The problems surfaced during the first year of a five-year contract with the publishing company Pearson, a $32 million deal that state officials quietly amended last month.
"What was clear to us after last spring that we wanted to make sure we had in place additional procedures to avoid any kind of errors," said State Education Commissioner John King.
The changes are significant. Pearson now has to fill out a lengthy checklist for every single question on every single exam, certifying that it meets New York's standards. State officials will then review every question and decide whether to accept or reject it.
"We wanted to make sure, in our agreement with Pearson, it was clear what the quality standards would be for New York State and that there were consequences for Pearson if those standards were not met," King said.
If the state rejects 10 percent or more of the questions, fines start kicking in. This year, Pearson could face a maximum fine close to $2 million, nearly 30 percent of its total fee.
Advocates who've spoken out against the errors question why quality controls weren't part of the original contract but say it's good the state now added some teeth to the deal.

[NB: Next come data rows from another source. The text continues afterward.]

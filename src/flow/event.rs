use serde::de;
use serde::{Deserialize, Deserializer};
use serde_json::Value;

/// A post-condition recorded alongside a step.
#[derive(Debug, Clone, PartialEq)]
pub enum AssertedEvent {
    /// The element exists. The recorded box itself is not compared.
    ElementBoundingBox { selector: String },
    /// Exactly `count` elements match.
    ElementCount { selector: String, count: u64 },
    /// The first match's text content equals `text`.
    ElementText { selector: String, text: String },
    /// The page URL matches `url`.
    Navigation { url: String },
    /// An event type this engine does not check.
    Unsupported(String),
}

impl AssertedEvent {
    pub fn name(&self) -> &str {
        match self {
            Self::ElementBoundingBox { .. } => "elementBoundingBox",
            Self::ElementCount { .. } => "elementCount",
            Self::ElementText { .. } => "elementText",
            Self::Navigation { .. } => "navigation",
            Self::Unsupported(kind) => kind,
        }
    }
}

#[derive(Deserialize)]
struct EventKind {
    #[serde(rename = "type")]
    kind: String,
}

#[derive(Deserialize)]
struct SelectorFields {
    selector: String,
}

#[derive(Deserialize)]
struct CountFields {
    selector: String,
    count: u64,
}

#[derive(Deserialize)]
struct TextFields {
    selector: String,
    text: String,
}

#[derive(Deserialize)]
struct NavigationFields {
    url: String,
}

impl<'de> Deserialize<'de> for AssertedEvent {
    fn deserialize<D>(deserializer: D) -> Result<Self, D::Error>
    where
        D: Deserializer<'de>,
    {
        let raw = Value::deserialize(deserializer)?;
        let EventKind { kind } =
            serde_json::from_value(raw.clone()).map_err(<D::Error as de::Error>::custom)?;
        let invalid = |e: serde_json::Error| -> D::Error {
            de::Error::custom(format!("invalid {} asserted event: {}", kind, e))
        };

        let event = match kind.as_str() {
            "elementBoundingBox" => {
                let f: SelectorFields = serde_json::from_value(raw).map_err(invalid)?;
                AssertedEvent::ElementBoundingBox { selector: f.selector }
            }
            "elementCount" => {
                let f: CountFields = serde_json::from_value(raw).map_err(invalid)?;
                AssertedEvent::ElementCount {
                    selector: f.selector,
                    count: f.count,
                }
            }
            "elementText" => {
                let f: TextFields = serde_json::from_value(raw).map_err(invalid)?;
                AssertedEvent::ElementText {
                    selector: f.selector,
                    text: f.text,
                }
            }
            "navigation" => {
                let f: NavigationFields = serde_json::from_value(raw).map_err(invalid)?;
                AssertedEvent::Navigation { url: f.url }
            }
            _ => AssertedEvent::Unsupported(kind.clone()),
        };
        Ok(event)
    }
}
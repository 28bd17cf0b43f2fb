//! # eoka-replay
//!
//! Replay user flows recorded by the Chrome DevTools recorder against a live page.
//! Selector lists are resolved with fallback, asserted events are awaited after every
//! step, and each replay reports its outcome through a [`TaskStore`].
//!
//! ## Quick Start
//!
//! ```rust,no_run
//! use std::sync::Arc;
//! use eoka_replay::{EokaPage, Inputs, Replayer, TaskStore};
//!
//! # #[tokio::main]
//! # async fn main() -> eoka_replay::Result<()> {
//! let browser = Arc::new(eoka::Browser::launch().await?);
//! let page = EokaPage::open(browser.clone(), "about:blank").await?;
//!
//! let store = TaskStore::new();
//! let replayer = Replayer::new("flows", store.clone());
//! let inputs = Inputs::new().set("query", "rust");
//! let handle = replayer.launch("search.json", inputs, Arc::new(page)).await;
//!
//! let task = handle.wait().await?;
//! println!("{}", serde_json::to_string(&task)?);
//! # Ok(())
//! # }
//! ```

mod flow;
mod page;
mod runner;
mod settings;
mod task;

pub use flow::step::{
    ChangeAction, ClickAction, CloseAction, CustomStepAction, DoubleClickAction, HoverAction,
    InvalidAction, KeyDownAction, KeyUpAction, NavigateAction, ScrollAction, SetViewportAction,
    UnsupportedAction, WaitForElementAction, WaitForExpressionAction,
};
pub use flow::{
    preprocess, Action, AssertedEvent, CountOperator, Flow, Inputs, SelectorFamily,
    SelectorSpec, Step, DEFAULT_STEP_TIMEOUT_MS,
};
pub use page::{ElementRef, EokaPage, PageDriver, UrlPattern};
pub use runner::{ReplayHandle, Replayer, StepAction, StepContext};
pub use settings::{BrowserSettings, Settings, Viewport};
pub use task::{TaskEntry, TaskId, TaskStatus, TaskStore};

/// Result type for eoka-replay operations.
pub type Result<T> = std::result::Result<T, Error>;

/// Errors that can occur while loading or replaying a flow.
#[derive(Debug, thiserror::Error)]
pub enum Error {
    #[error("config error: {0}")]
    Config(String),

    #[error("yaml parse error: {0}")]
    Yaml(#[from] serde_yaml::Error),

    #[error("json parse error: {0}")]
    Json(#[from] serde_json::Error),

    #[error("io error: {0}")]
    Io(#[from] std::io::Error),

    #[error("browser error: {0}")]
    Browser(#[from] eoka::Error),

    #[error("no valid selector found for this step<{step}>: {step_json}")]
    SelectorNotFound { step: usize, step_json: String },

    #[error("action failed: {0}")]
    ActionFailed(String),

    #[error("timeout: {0}")]
    Timeout(String),

    #[error("assertion failed: {0}")]
    AssertionFailed(String),

    #[error("task id not found: {0}")]
    TaskNotFound(String),
}

#[cfg(test)]
mod tests {
    use super::*;

    #[test]
    fn test_parse_empty_flow() {
        let flow = Flow::parse(r#"{"title": "nothing"}"#).unwrap();
        assert_eq!(flow.title.as_deref(), Some("nothing"));
        assert!(flow.steps.is_empty());
        assert!(flow.input_schema.is_none());
    }

    #[test]
    fn test_parse_navigation_steps() {
        let json = r#"{
            "steps": [
                {"type": "setViewport", "width": 1280, "height": 720, "deviceScaleFactor": 1,
                 "isMobile": false, "hasTouch": false, "isLandscape": false},
                {"type": "navigate", "url": "https://example.test",
                 "assertedEvents": [{"type": "navigation", "url": "https://example.test/", "title": "Example"}]},
                {"type": "close"}
            ]
        }"#;
        let flow = Flow::parse(json).unwrap();
        assert_eq!(flow.steps.len(), 3);

        if let Action::SetViewport(a) = &flow.steps[0].action {
            assert_eq!(a.width, 1280);
            assert_eq!(a.height, 720);
            assert_eq!(a.is_mobile, Some(false));
        } else {
            panic!("Expected SetViewport step");
        }

        if let Action::Navigate(a) = &flow.steps[1].action {
            assert_eq!(a.url, "https://example.test");
        } else {
            panic!("Expected Navigate step");
        }
        assert_eq!(flow.steps[1].asserted_events.len(), 1);
        assert!(matches!(
            flow.steps[1].asserted_events[0],
            AssertedEvent::Navigation { .. }
        ));

        assert!(matches!(flow.steps[2].action, Action::Close(_)));
    }

    #[test]
    fn test_parse_click_step() {
        let json = r##"{
            "steps": [
                {"type": "click", "target": "main",
                 "selectors": [["aria/Submit"], ["#submit"], ["xpath///*[@id=\"submit\"]"]],
                 "offsetX": 12.5, "offsetY": 4, "timeout": 3000},
                {"type": "doubleClick", "selectors": ["#cell"]}
            ]
        }"##;
        let flow = Flow::parse(json).unwrap();
        let click = &flow.steps[0];
        assert_eq!(click.selectors.len(), 3);
        assert_eq!(click.selectors[1].raw, "#submit");
        assert_eq!(click.timeout_ms, 3000);

        if let Action::Click(a) = &click.action {
            assert_eq!(a.offset_x, 12.5);
            assert_eq!(a.offset_y, 4.0);
        } else {
            panic!("Expected Click step");
        }

        let double = &flow.steps[1];
        assert_eq!(double.timeout_ms, DEFAULT_STEP_TIMEOUT_MS);
        if let Action::DoubleClick(a) = &double.action {
            assert_eq!(a.offset_x, 0.0);
        } else {
            panic!("Expected DoubleClick step");
        }
    }

    #[test]
    fn test_zero_timeout_uses_default() {
        let flow = Flow::parse(r#"{"steps": [{"type": "keyDown", "key": "Enter", "timeout": 0}]}"#)
            .unwrap();
        assert_eq!(flow.steps[0].timeout_ms, DEFAULT_STEP_TIMEOUT_MS);
    }

    #[test]
    fn test_parse_input_steps() {
        let json = r##"{
            "steps": [
                {"type": "change", "selectors": ["#q"], "value": "rust"},
                {"type": "keyDown", "key": "Enter"},
                {"type": "keyUp", "key": "Enter"},
                {"type": "scroll", "x": 0, "y": 640},
                {"type": "hover", "selectors": [".menu"]}
            ]
        }"##;
        let flow = Flow::parse(json).unwrap();
        assert_eq!(flow.steps.len(), 5);

        if let Action::Change(a) = &flow.steps[0].action {
            assert_eq!(a.value, "rust");
        } else {
            panic!("Expected Change step");
        }
        if let Action::KeyDown(a) = &flow.steps[1].action {
            assert_eq!(a.key, "Enter");
        } else {
            panic!("Expected KeyDown step");
        }
        assert!(matches!(flow.steps[2].action, Action::KeyUp(_)));
        if let Action::Scroll(a) = &flow.steps[3].action {
            assert_eq!(a.x, 0.0);
            assert_eq!(a.y, 640.0);
        } else {
            panic!("Expected Scroll step");
        }
        assert!(matches!(flow.steps[4].action, Action::Hover(_)));
    }

    #[test]
    fn test_parse_wait_steps() {
        let json = r##"{
            "steps": [
                {"type": "waitForElement", "selectors": [".row"], "operator": ">=", "count": 2,
                 "properties": {"checked": true}, "attributes": {"data-state": "open"}},
                {"type": "waitForElement", "selectors": [".row"]},
                {"type": "waitForExpression", "expression": "window.ready === true"}
            ]
        }"##;
        let flow = Flow::parse(json).unwrap();

        if let Action::WaitForElement(a) = &flow.steps[0].action {
            assert_eq!(a.operator, CountOperator::Ge);
            assert_eq!(a.count, 2);
            assert!(a.visible);
            assert_eq!(a.properties.get("checked"), Some(&serde_json::json!(true)));
            assert_eq!(a.attributes.get("data-state").map(String::as_str), Some("open"));
        } else {
            panic!("Expected WaitForElement step");
        }

        if let Action::WaitForElement(a) = &flow.steps[1].action {
            assert_eq!(a.operator, CountOperator::Eq);
            assert_eq!(a.count, 1);
            assert!(a.properties.is_empty());
        } else {
            panic!("Expected WaitForElement step");
        }

        if let Action::WaitForExpression(a) = &flow.steps[2].action {
            assert_eq!(a.expression, "window.ready === true");
        } else {
            panic!("Expected WaitForExpression step");
        }
    }

    #[test]
    fn test_parse_unknown_kinds_are_kept() {
        let json = r#"{
            "steps": [
                {"type": "emulateNetworkConditions", "download": 1000,
                 "assertedEvents": [{"type": "screenshotMatches", "name": "home"}]},
                {"type": "customStep", "name": "login", "parameters": {"user": "alice"}}
            ]
        }"#;
        let flow = Flow::parse(json).unwrap();
        assert!(
            matches!(&flow.steps[0].action, Action::Unsupported(a) if a.kind == "emulateNetworkConditions")
        );
        assert!(
            matches!(&flow.steps[0].asserted_events[0], AssertedEvent::Unsupported(kind) if kind == "screenshotMatches")
        );
        if let Action::CustomStep(a) = &flow.steps[1].action {
            assert_eq!(a.name.as_deref(), Some("login"));
            assert_eq!(a.parameters["user"], "alice");
        } else {
            panic!("Expected CustomStep");
        }
    }

    #[test]
    fn test_parse_asserted_events() {
        let json = r##"{
            "steps": [{
                "type": "click", "selectors": ["#add"],
                "assertedEvents": [
                    {"type": "elementBoundingBox", "selector": "#cart"},
                    {"type": "elementCount", "selector": ".item", "count": 3},
                    {"type": "elementText", "selector": "#total", "text": "3 items"}
                ]
            }]
        }"##;
        let flow = Flow::parse(json).unwrap();
        let events = &flow.steps[0].asserted_events;
        assert_eq!(events.len(), 3);
        assert!(matches!(&events[0], AssertedEvent::ElementBoundingBox { selector } if selector == "#cart"));
        assert!(matches!(&events[1], AssertedEvent::ElementCount { count: 3, .. }));
        assert!(matches!(&events[2], AssertedEvent::ElementText { text, .. } if text == "3 items"));
    }

    #[test]
    fn test_parse_missing_type_is_error() {
        let result = Flow::parse(r#"{"steps": [{"url": "https://example.test"}]}"#);
        assert!(result.is_err());
        assert!(result.unwrap_err().to_string().contains("type"));
    }

    #[test]
    fn test_parse_missing_required_field_deferred() {
        let flow = Flow::parse(
            r#"{"steps": [{"type": "navigate", "url": "https://example.test"}, {"type": "navigate"}]}"#,
        )
        .unwrap();
        assert_eq!(flow.steps.len(), 2);
        assert!(matches!(&flow.steps[0].action, Action::Navigate(_)));
        assert!(
            matches!(&flow.steps[1].action, Action::Invalid(a) if a.error.contains("url")),
            "{:?}",
            flow.steps[1].action
        );
    }

    #[test]
    fn test_parse_with_inputs() {
        let json = r##"{
            "input_schema": {"type": "object", "properties": {"query": {"type": "string"}}},
            "steps": [
                {"type": "navigate", "url": "https://${host}/search"},
                {"type": "change", "selectors": ["#q"], "value": "${query}"},
                {"type": "change", "selectors": ["#n"], "value": "${missing}"}
            ]
        }"##;
        let inputs = Inputs::new().set("host", "example.test").set("query", "rust");
        let flow = Flow::parse_with_inputs(json, &inputs).unwrap();
        assert!(flow.input_schema.is_some());

        if let Action::Navigate(a) = &flow.steps[0].action {
            assert_eq!(a.url, "https://example.test/search");
        } else {
            panic!("Expected Navigate step");
        }
        if let Action::Change(a) = &flow.steps[1].action {
            assert_eq!(a.value, "rust");
        } else {
            panic!("Expected Change step");
        }
        if let Action::Change(a) = &flow.steps[2].action {
            assert_eq!(a.value, "${missing}");
        } else {
            panic!("Expected Change step");
        }
    }

    #[test]
    fn test_initial_viewport() {
        let json = r#"{"steps": [
            {"type": "navigate", "url": "https://example.test"},
            {"type": "setViewport", "width": 390, "height": 844, "isMobile": true}
        ]}"#;
        let flow = Flow::parse(json).unwrap();
        assert_eq!(flow.initial_viewport(), Some((390, 844)));

        let empty = Flow::parse(r#"{"steps": []}"#).unwrap();
        assert_eq!(empty.initial_viewport(), None);
    }

    #[test]
    fn test_error_messages() {
        let err = Error::SelectorNotFound {
            step: 1,
            step_json: r##"{"type":"click"}"##.into(),
        };
        assert!(err
            .to_string()
            .starts_with("no valid selector found for this step<1>"));
        assert_eq!(
            Error::TaskNotFound("abc".into()).to_string(),
            "task id not found: abc"
        );
    }
}
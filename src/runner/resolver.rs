use super::executor::selector_not_found;
use crate::flow::Step;
use crate::page::{ElementRef, PageDriver};
use crate::Result;
use std::time::Duration;
use tracing::{debug, warn};

/// Pick the first selector candidate the page accepts.
///
/// Candidates are first checked once each, so one already on the page wins without
/// waiting on earlier ones. Only then does each candidate get the full step timeout.
/// Returns `None` for steps recorded without selectors. A step whose candidates all
/// fail (or are all of a skipped family) is a fatal error.
pub async fn resolve(
    page: &dyn PageDriver,
    step: &Step,
    index: usize,
) -> Result<Option<ElementRef>> {
    if step.selectors.is_empty() {
        return Ok(None);
    }

    let queries: Vec<String> = step
        .selectors
        .iter()
        .filter_map(|candidate| {
            let query = candidate.query();
            if query.is_none() {
                debug!(
                    "step<{}>: skipping {:?} selector '{}'",
                    index, candidate.family, candidate
                );
            }
            query
        })
        .collect();
    if queries.is_empty() {
        return Err(selector_not_found(index, step));
    }

    for selector in &queries {
        if let Ok(element) = page.locate(selector, Duration::ZERO).await {
            debug!(
                "step<{}>: using selector '{}' ({} matches)",
                index, element.selector, element.matches
            );
            return Ok(Some(element));
        }
    }

    let timeout = Duration::from_millis(step.timeout_ms);
    for selector in &queries {
        match page.locate(selector, timeout).await {
            Ok(element) => {
                debug!(
                    "step<{}>: using selector '{}' after waiting ({} matches)",
                    index, element.selector, element.matches
                );
                return Ok(Some(element));
            }
            Err(e) => {
                warn!(
                    "step<{}>: selector '{}' not usable: {}. Trying next selector...",
                    index, selector, e
                );
            }
        }
    }

    Err(selector_not_found(index, step))
}
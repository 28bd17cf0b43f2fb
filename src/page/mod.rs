//! The browser capability the replay engine drives.
//!
//! [`PageDriver`] is the seam between the engine and a live page. [`EokaPage`] implements
//! it over an `eoka` page; tests implement it in memory.

mod eoka_page;
mod url_pattern;

pub use eoka_page::EokaPage;
pub use url_pattern::UrlPattern;

use crate::flow::CountOperator;
use crate::Result;
use async_trait::async_trait;
use serde_json::Value;
use std::collections::BTreeMap;
use std::time::Duration;

/// A resolved element reference: the selector the page accepted and how many
/// elements it matched when resolved.
#[derive(Debug, Clone, PartialEq, Eq)]
pub struct ElementRef {
    pub selector: String,
    pub matches: u64,
}

/// Page operations used during replay.
///
/// Selectors are either CSS or the `xpath=` form produced by
/// [`SelectorSpec::query`](crate::SelectorSpec::query). Every wait returns
/// [`Error::Timeout`](crate::Error::Timeout) when its condition does not hold in time.
#[async_trait]
pub trait PageDriver: Send + Sync {
    /// Navigate to `url`.
    async fn goto(&self, url: &str, timeout: Duration) -> Result<()>;

    /// Obtain a reference for `selector`. Fails when the selector is invalid or
    /// nothing matches within `timeout`. A zero timeout checks once.
    async fn locate(&self, selector: &str, timeout: Duration) -> Result<ElementRef>;

    /// Click `click_count` times at an offset from the element's top-left corner.
    async fn click(
        &self,
        element: &ElementRef,
        offset_x: f64,
        offset_y: f64,
        click_count: u32,
        timeout: Duration,
    ) -> Result<()>;

    /// Replace the element's value.
    async fn fill(&self, element: &ElementRef, value: &str, timeout: Duration) -> Result<()>;

    /// Move the pointer over the element.
    async fn hover(&self, element: &ElementRef, timeout: Duration) -> Result<()>;

    /// Press `key` without releasing it. A held modifier applies to later keys.
    async fn key_down(&self, key: &str) -> Result<()>;

    async fn key_up(&self, key: &str) -> Result<()>;

    /// Evaluate a script in the page and return its JSON result.
    async fn evaluate(&self, script: &str) -> Result<Value>;

    async fn set_viewport(&self, width: u32, height: u32) -> Result<()>;

    /// Close the page without running unload handlers.
    async fn close(&self) -> Result<()>;

    /// Wait until `selector` matches something (and is visible, if `visible`).
    async fn wait_for_selector(&self, selector: &str, visible: bool, timeout: Duration)
        -> Result<()>;

    /// Wait until `count(selector) <operator> count` holds.
    async fn wait_for_count(
        &self,
        selector: &str,
        operator: CountOperator,
        count: u64,
        timeout: Duration,
    ) -> Result<()>;

    /// Wait until every DOM property of the first match equals the given value.
    async fn wait_for_properties(
        &self,
        selector: &str,
        properties: &BTreeMap<String, Value>,
        timeout: Duration,
    ) -> Result<()>;

    /// Wait until every attribute of the first match equals the given value.
    async fn wait_for_attributes(
        &self,
        selector: &str,
        attributes: &BTreeMap<String, String>,
        timeout: Duration,
    ) -> Result<()>;

    /// Wait until the first match's text content equals `text`.
    async fn wait_for_text(&self, selector: &str, text: &str, timeout: Duration) -> Result<()>;

    /// Wait until the page URL matches `pattern`.
    async fn wait_for_url(&self, pattern: &UrlPattern, timeout: Duration) -> Result<()>;

    /// Wait until `expression` evaluates truthy.
    async fn wait_for_expression(&self, expression: &str, timeout: Duration) -> Result<()>;
}
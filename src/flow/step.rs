use super::event::AssertedEvent;
use super::selector::SelectorSpec;
use serde::de::{self, DeserializeOwned};
use serde::{Deserialize, Deserializer};
use serde_json::Value;
use std::collections::BTreeMap;
use std::fmt;

/// Step timeout used when a step omits `timeout` (or sets it to 0).
pub const DEFAULT_STEP_TIMEOUT_MS: u64 = 5000;

/// A single recorded step.
#[derive(Debug, Clone)]
pub struct Step {
    /// What the step does.
    pub action: Action,
    /// Selector candidates, in recorded order.
    pub selectors: Vec<SelectorSpec>,
    /// Timeout for the action and for each asserted event.
    pub timeout_ms: u64,
    /// Post-conditions awaited after the action.
    pub asserted_events: Vec<AssertedEvent>,
    /// The step as it appeared in the flow file, kept for error messages.
    pub raw: Value,
}

impl Step {
    fn from_value(raw: Value) -> Result<Self, String> {
        if !raw.is_object() {
            return Err(format!("step must be an object, got {}", raw));
        }
        let fields: StepFields = serde_json::from_value(raw.clone()).map_err(|e| e.to_string())?;
        let action = Action::from_kind(&fields.kind, raw.clone());
        Ok(Self {
            action,
            selectors: fields.selectors,
            timeout_ms: match fields.timeout {
                Some(ms) if ms > 0 => ms,
                _ => DEFAULT_STEP_TIMEOUT_MS,
            },
            asserted_events: fields.asserted_events,
            raw,
        })
    }
}

impl<'de> Deserialize<'de> for Step {
    fn deserialize<D>(deserializer: D) -> Result<Self, D::Error>
    where
        D: Deserializer<'de>,
    {
        let raw = Value::deserialize(deserializer)?;
        Step::from_value(raw).map_err(de::Error::custom)
    }
}

/// Fields shared by every step kind.
#[derive(Deserialize)]
#[serde(rename_all = "camelCase")]
struct StepFields {
    #[serde(rename = "type")]
    kind: String,
    #[serde(default)]
    selectors: Vec<SelectorSpec>,
    timeout: Option<u64>,
    #[serde(default)]
    asserted_events: Vec<AssertedEvent>,
}

/// The action a step performs, one variant per recorded step type.
#[derive(Debug, Clone)]
pub enum Action {
    // Navigation
    Navigate(NavigateAction),
    Close(CloseAction),
    SetViewport(SetViewportAction),

    // Pointer
    Click(ClickAction),
    DoubleClick(DoubleClickAction),
    Hover(HoverAction),
    Scroll(ScrollAction),

    // Keyboard and input
    Change(ChangeAction),
    KeyDown(KeyDownAction),
    KeyUp(KeyUpAction),

    // Waiting
    WaitForElement(WaitForElementAction),
    WaitForExpression(WaitForExpressionAction),

    // Extension point
    CustomStep(CustomStepAction),

    /// A step type this engine does not replay.
    Unsupported(UnsupportedAction),

    /// A known step type whose payload did not decode. Fails when replayed.
    Invalid(InvalidAction),
}

impl Action {
    /// Recorded type name, for logging.
    pub fn name(&self) -> &str {
        match self {
            Self::Navigate(_) => "navigate",
            Self::Close(_) => "close",
            Self::SetViewport(_) => "setViewport",
            Self::Click(_) => "click",
            Self::DoubleClick(_) => "doubleClick",
            Self::Hover(_) => "hover",
            Self::Scroll(_) => "scroll",
            Self::Change(_) => "change",
            Self::KeyDown(_) => "keyDown",
            Self::KeyUp(_) => "keyUp",
            Self::WaitForElement(_) => "waitForElement",
            Self::WaitForExpression(_) => "waitForExpression",
            Self::CustomStep(_) => "customStep",
            Self::Unsupported(a) => &a.kind,
            Self::Invalid(a) => &a.kind,
        }
    }

    fn from_kind(kind: &str, raw: Value) -> Self {
        let decoded = match kind {
            "navigate" => payload(raw).map(Action::Navigate),
            "close" => Ok(Action::Close(CloseAction)),
            "setViewport" => payload(raw).map(Action::SetViewport),
            "click" => payload(raw).map(Action::Click),
            "doubleClick" => payload(raw).map(Action::DoubleClick),
            "hover" => Ok(Action::Hover(HoverAction)),
            "scroll" => payload(raw).map(Action::Scroll),
            "change" => payload(raw).map(Action::Change),
            "keyDown" => payload(raw).map(Action::KeyDown),
            "keyUp" => payload(raw).map(Action::KeyUp),
            "waitForElement" => payload(raw).map(Action::WaitForElement),
            "waitForExpression" => payload(raw).map(Action::WaitForExpression),
            "customStep" => payload(raw).map(Action::CustomStep),
            other => Ok(Action::Unsupported(UnsupportedAction {
                kind: other.to_string(),
            })),
        };
        decoded.unwrap_or_else(|e| {
            Action::Invalid(InvalidAction {
                kind: kind.to_string(),
                error: format!("invalid {} step: {}", kind, e),
            })
        })
    }
}

fn payload<T: DeserializeOwned>(raw: Value) -> Result<T, serde_json::Error> {
    serde_json::from_value(raw)
}

// --- Step payloads ---

#[derive(Debug, Clone, Deserialize)]
pub struct NavigateAction {
    pub url: String,
}

#[derive(Debug, Clone, Default)]
pub struct CloseAction;

/// Viewport resize. Only `width` and `height` are applied; the emulation
/// fields are carried for logging.
#[derive(Debug, Clone, Deserialize)]
#[serde(rename_all = "camelCase")]
pub struct SetViewportAction {
    pub width: u32,
    pub height: u32,
    pub device_scale_factor: Option<f64>,
    pub is_mobile: Option<bool>,
    pub has_touch: Option<bool>,
    pub is_landscape: Option<bool>,
}

/// Click position relative to the element's top-left corner.
#[derive(Debug, Clone, Deserialize)]
#[serde(rename_all = "camelCase")]
pub struct ClickAction {
    #[serde(default)]
    pub offset_x: f64,
    #[serde(default)]
    pub offset_y: f64,
}

#[derive(Debug, Clone, Deserialize)]
#[serde(rename_all = "camelCase")]
pub struct DoubleClickAction {
    #[serde(default)]
    pub offset_x: f64,
    #[serde(default)]
    pub offset_y: f64,
}

#[derive(Debug, Clone, Default)]
pub struct HoverAction;

#[derive(Debug, Clone, Deserialize)]
pub struct ScrollAction {
    #[serde(default)]
    pub x: f64,
    #[serde(default)]
    pub y: f64,
}

#[derive(Debug, Clone, Deserialize)]
pub struct ChangeAction {
    pub value: String,
}

#[derive(Debug, Clone, Deserialize)]
pub struct KeyDownAction {
    pub key: String,
}

#[derive(Debug, Clone, Deserialize)]
pub struct KeyUpAction {
    pub key: String,
}

fn default_count() -> u64 {
    1
}
fn default_visible() -> bool {
    true
}

#[derive(Debug, Clone, Deserialize)]
pub struct WaitForElementAction {
    #[serde(default)]
    pub operator: CountOperator,
    #[serde(default = "default_count")]
    pub count: u64,
    #[serde(default = "default_visible")]
    pub visible: bool,
    /// DOM properties the first match must carry.
    #[serde(default)]
    pub properties: BTreeMap<String, Value>,
    /// Attributes the first match must carry.
    #[serde(default)]
    pub attributes: BTreeMap<String, String>,
}

#[derive(Debug, Clone, Deserialize)]
pub struct WaitForExpressionAction {
    pub expression: String,
}

#[derive(Debug, Clone, Deserialize)]
pub struct CustomStepAction {
    pub name: Option<String>,
    #[serde(default)]
    pub parameters: Value,
}

/// Carries the recorded type name of a step kind that is not replayed.
#[derive(Debug, Clone)]
pub struct UnsupportedAction {
    pub kind: String,
}

/// Carries a step whose payload did not decode, with the decode error.
#[derive(Debug, Clone)]
pub struct InvalidAction {
    pub kind: String,
    pub error: String,
}

/// Comparison used by `waitForElement` between the live match count and `count`.
///
/// An unrecognized operator parses to [`CountOperator::Unknown`], which never matches.
#[derive(Debug, Clone, Copy, PartialEq, Eq, Default)]
pub enum CountOperator {
    #[default]
    Eq,
    Ne,
    Gt,
    Lt,
    Ge,
    Le,
    Unknown,
}

impl<'de> Deserialize<'de> for CountOperator {
    fn deserialize<D>(deserializer: D) -> Result<Self, D::Error>
    where
        D: Deserializer<'de>,
    {
        let op = String::deserialize(deserializer)?;
        Ok(match op.as_str() {
            "==" => Self::Eq,
            "!=" => Self::Ne,
            ">" => Self::Gt,
            "<" => Self::Lt,
            ">=" => Self::Ge,
            "<=" => Self::Le,
            _ => Self::Unknown,
        })
    }
}

impl CountOperator {
    /// Apply the comparison `actual <op> expected`.
    pub fn compare(self, actual: u64, expected: u64) -> bool {
        match self {
            Self::Eq => actual == expected,
            Self::Ne => actual != expected,
            Self::Gt => actual > expected,
            Self::Lt => actual < expected,
            Self::Ge => actual >= expected,
            Self::Le => actual <= expected,
            Self::Unknown => false,
        }
    }

    pub fn as_str(self) -> &'static str {
        match self {
            Self::Eq => "==",
            Self::Ne => "!=",
            Self::Gt => ">",
            Self::Lt => "<",
            Self::Ge => ">=",
            Self::Le => "<=",
            Self::Unknown => "unknown",
        }
    }
}

impl fmt::Display for CountOperator {
    fn fmt(&self, f: &mut fmt::Formatter<'_>) -> fmt::Result {
        f.write_str(self.as_str())
    }
}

"The testing companies and Pearson in particular has been allowed to get away with egregious behavior for far too long and it's about time that the State Education Department, here and elsewhere, hold them accountable for their product, which was defective," said Leonie Haimson of Class Size Matters.
Pearson says the company has worked closely with the state on incorporating quality controls.
"Pearson administers more than 40 million tests for millions of students each year, and when operating at that scale, mistakes do happen," said Pearson spokeswoman Susan Aspey. "However, mistakes are rare. And when they do occur, they’re immediately addressed and meticulously analyzed so they don’t happen again."
The tests this spring will be completely revamped to align with new national learning standards. While state education officials say they expect questions to be up to two grade levels more difficult, they say this time around, they expect questions to make sense and each will have one correct answer.